WORK TASK → Output the data once more, exactly as given.

RECORDS FOR THIS EXERCISE →
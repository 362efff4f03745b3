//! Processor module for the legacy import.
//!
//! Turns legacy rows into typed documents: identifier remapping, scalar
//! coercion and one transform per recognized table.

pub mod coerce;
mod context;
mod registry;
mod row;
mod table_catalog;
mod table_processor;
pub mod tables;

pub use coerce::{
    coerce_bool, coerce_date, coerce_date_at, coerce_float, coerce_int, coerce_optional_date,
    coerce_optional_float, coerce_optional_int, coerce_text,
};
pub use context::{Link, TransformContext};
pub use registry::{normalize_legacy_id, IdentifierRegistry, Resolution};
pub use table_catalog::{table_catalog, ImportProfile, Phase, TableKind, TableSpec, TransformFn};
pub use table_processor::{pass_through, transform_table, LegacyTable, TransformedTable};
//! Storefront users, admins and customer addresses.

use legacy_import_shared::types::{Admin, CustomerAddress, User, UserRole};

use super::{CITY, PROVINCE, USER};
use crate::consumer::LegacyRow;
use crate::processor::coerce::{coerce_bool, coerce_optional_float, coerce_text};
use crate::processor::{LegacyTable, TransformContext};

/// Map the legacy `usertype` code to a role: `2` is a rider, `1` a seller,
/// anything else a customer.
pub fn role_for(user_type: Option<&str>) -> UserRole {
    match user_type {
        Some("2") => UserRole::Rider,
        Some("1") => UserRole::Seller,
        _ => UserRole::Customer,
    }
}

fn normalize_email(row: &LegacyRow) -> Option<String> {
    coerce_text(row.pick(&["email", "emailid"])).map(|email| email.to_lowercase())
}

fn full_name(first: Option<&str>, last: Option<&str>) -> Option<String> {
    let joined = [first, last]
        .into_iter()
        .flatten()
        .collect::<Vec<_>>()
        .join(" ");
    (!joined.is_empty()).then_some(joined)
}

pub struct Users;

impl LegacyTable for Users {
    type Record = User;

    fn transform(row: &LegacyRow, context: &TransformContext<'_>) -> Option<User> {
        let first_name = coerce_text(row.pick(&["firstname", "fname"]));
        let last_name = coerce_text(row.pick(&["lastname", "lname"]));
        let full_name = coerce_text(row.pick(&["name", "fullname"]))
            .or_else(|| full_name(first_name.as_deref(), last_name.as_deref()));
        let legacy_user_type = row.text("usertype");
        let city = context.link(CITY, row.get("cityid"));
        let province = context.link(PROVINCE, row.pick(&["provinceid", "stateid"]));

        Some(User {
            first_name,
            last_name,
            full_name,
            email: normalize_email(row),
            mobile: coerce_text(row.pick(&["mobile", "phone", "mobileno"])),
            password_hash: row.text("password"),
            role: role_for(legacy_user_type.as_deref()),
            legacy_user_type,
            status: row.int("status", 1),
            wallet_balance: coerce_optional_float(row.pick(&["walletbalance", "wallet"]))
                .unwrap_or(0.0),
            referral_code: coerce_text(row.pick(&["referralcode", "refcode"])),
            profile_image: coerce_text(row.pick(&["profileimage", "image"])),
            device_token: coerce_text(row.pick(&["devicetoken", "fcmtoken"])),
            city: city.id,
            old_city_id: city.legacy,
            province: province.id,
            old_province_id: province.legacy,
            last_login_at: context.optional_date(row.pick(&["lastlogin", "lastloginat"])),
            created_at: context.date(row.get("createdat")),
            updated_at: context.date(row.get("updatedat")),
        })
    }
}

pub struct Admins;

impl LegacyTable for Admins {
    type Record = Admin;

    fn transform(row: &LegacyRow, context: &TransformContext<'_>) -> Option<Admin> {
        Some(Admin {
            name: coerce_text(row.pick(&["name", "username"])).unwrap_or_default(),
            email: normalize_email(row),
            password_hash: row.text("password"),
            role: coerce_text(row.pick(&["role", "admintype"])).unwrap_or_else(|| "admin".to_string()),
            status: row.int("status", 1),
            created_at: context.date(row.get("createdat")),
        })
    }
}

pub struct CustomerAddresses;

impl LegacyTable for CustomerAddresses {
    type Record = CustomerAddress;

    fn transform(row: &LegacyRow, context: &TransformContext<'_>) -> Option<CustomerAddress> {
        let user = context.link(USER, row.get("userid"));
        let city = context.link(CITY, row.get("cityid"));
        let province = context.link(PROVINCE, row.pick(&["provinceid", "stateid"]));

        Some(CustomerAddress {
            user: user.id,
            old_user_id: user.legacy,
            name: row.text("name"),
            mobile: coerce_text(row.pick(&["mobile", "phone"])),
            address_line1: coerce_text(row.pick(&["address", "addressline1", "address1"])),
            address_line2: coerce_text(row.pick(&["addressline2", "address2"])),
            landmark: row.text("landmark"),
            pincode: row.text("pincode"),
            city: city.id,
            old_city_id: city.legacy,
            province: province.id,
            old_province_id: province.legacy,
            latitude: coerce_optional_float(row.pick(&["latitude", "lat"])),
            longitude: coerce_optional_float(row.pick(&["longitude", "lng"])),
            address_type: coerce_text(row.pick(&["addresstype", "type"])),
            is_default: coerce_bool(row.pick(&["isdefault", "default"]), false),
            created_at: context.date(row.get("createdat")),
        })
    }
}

ANSWER TO THIS TASK →
repository 362efff4f03745b3
//! Processor module for the legacy import.
//!
//! Turns legacy rows into typed documents: identifier remapping, scalar
//! coercion and one transform per recognized table.

pub mod coerce;
mod context;
mod registry;
mod row;
mod table_catalog;
mod table_processor;
pub mod tables;

pub use coerce::{
    coerce_bool, coerce_date, coerce_date_at, coerce_float, coerce_int, coerce_optional_date,
    coerce_optional_float, coerce_optional_int, coerce_text,
};
pub use context::{Link, TransformContext};
pub use registry::{normalize_legacy_id, IdentifierRegistry, Resolution};
pub use table_catalog::{table_catalog, ImportProfile, Phase, TableKind, TableSpec, TransformFn};
pub use table_processor::{pass_through, transform_table, LegacyTable, TransformedTable};
//! Storefront users, admins and customer addresses.

use legacy_import_shared::types::{Admin, CustomerAddress, User, UserRole};

use super::{CITY, PROVINCE, USER};
use crate::consumer::LegacyRow;
use crate::processor::coerce::{coerce_bool, coerce_optional_float, coerce_text};
use crate::processor::{LegacyTable, TransformContext};

/// Map the legacy `usertype` code to a role: `2` is a rider, `1` a seller,
/// anything else a customer.
pub fn role_for(user_type: Option<&str>) -> UserRole {
    match user_type {
        Some("2") => UserRole::Rider,
        Some("1") => UserRole::Seller,
        _ => UserRole::Customer,
    }
}

fn normalize_email(row: &LegacyRow) -> Option<String> {
    coerce_text(row.pick(&["email", "emailid"])).map(|email| email.to_lowercase())
}

fn full_name(first: Option<&str>, last: Option<&str>) -> Option<String> {
    let joined = [first, last]
        .into_iter()
        .flatten()
        .collect::<Vec<_>>()
        .join(" ");
    (!joined.is_empty()).then_some(joined)
}

pub struct Users;

impl LegacyTable for Users {
    type Record = User;

    fn transform(row: &LegacyRow, context: &TransformContext<'_>) -> Option<User> {
        let first_name = coerce_text(row.pick(&["firstname", "fname"]));
        let last_name = coerce_text(row.pick(&["lastname", "lname"]));
        let full_name = coerce_text(row.pick(&["name", "fullname"]))
            .or_else(|| full_name(first_name.as_deref(), last_name.as_deref()));
        let legacy_user_type = row.text("usertype");
        let city = context.link(CITY, row.get("cityid"));
        let province = context.link(PROVINCE, row.pick(&["provinceid", "stateid"]));

        Some(User {
            first_name,
            last_name,
            full_name,
            email: normalize_email(row),
            mobile: coerce_text(row.pick(&["mobile", "phone", "mobileno"])),
            password_hash: row.text("password"),
            role: role_for(legacy_user_type.as_deref()),
            legacy_user_type,
            status: row.int("status", 1),
            wallet_balance: coerce_optional_float(row.pick(&["walletbalance", "wallet"]))
                .unwrap_or(0.0),
            referral_code: coerce_text(row.pick(&["referralcode", "refcode"])),
            profile_image: coerce_text(row.pick(&["profileimage", "image"])),
            device_token: coerce_text(row.pick(&["devicetoken", "fcmtoken"])),
            city: city.id,
            old_city_id: city.legacy,
            province: province.id,
            old_province_id: province.legacy,
            last_login_at: context.optional_date(row.pick(&["lastlogin", "lastloginat"])),
            created_at: context.date(row.get("createdat")),
            updated_at: context.date(row.get("updatedat")),
        })
    }
}

pub struct Admins;

impl LegacyTable for Admins {
    type Record = Admin;

    fn transform(row: &LegacyRow, context: &TransformContext<'_>) -> Option<Admin> {
        Some(Admin {
            name: coerce_text(row.pick(&["name", "username"])).unwrap_or_default(),
            email: normalize_email(row),
            password_hash: row.text("password"),
            role: coerce_text(row.pick(&["role", "admintype"])).unwrap_or_else(|| "admin".to_string()),
            status: row.int("status", 1),
            created_at: context.date(row.get("createdat")),
        })
    }
}

pub struct CustomerAddresses;

impl LegacyTable for CustomerAddresses {
    type Record = CustomerAddress;

    fn transform(row: &LegacyRow, context: &TransformContext<'_>) -> Option<CustomerAddress> {
        let user = context.link(USER, row.get("userid"));
        let city = context.link(CITY, row.get("cityid"));
        let province = context.link(PROVINCE, row.pick(&["provinceid", "stateid"]));

        Some(CustomerAddress {
            user: user.id,
            old_user_id: user.legacy,
            name: row.text("name"),
            mobile: coerce_text(row.pick(&["mobile", "phone"])),
            address_line1: coerce_text(row.pick(&["address", "addressline1", "address1"])),
            address_line2: coerce_text(row.pick(&["addressline2", "address2"])),
            landmark: row.text("landmark"),
            pincode: row.text("pincode"),
            city: city.id,
            old_city_id: city.legacy,
            province: province.id,
            old_province_id: province.legacy,
            latitude: coerce_optional_float(row.pick(&["latitude", "lat"])),
            longitude: coerce_optional_float(row.pick(&["longitude", "lng"])),
            address_type: coerce_text(row.pick(&["addresstype", "type"])),
            is_default: coerce_bool(row.pick(&["isdefault", "default"]), false),
            created_at: context.date(row.get("createdat")),
        })
    }
}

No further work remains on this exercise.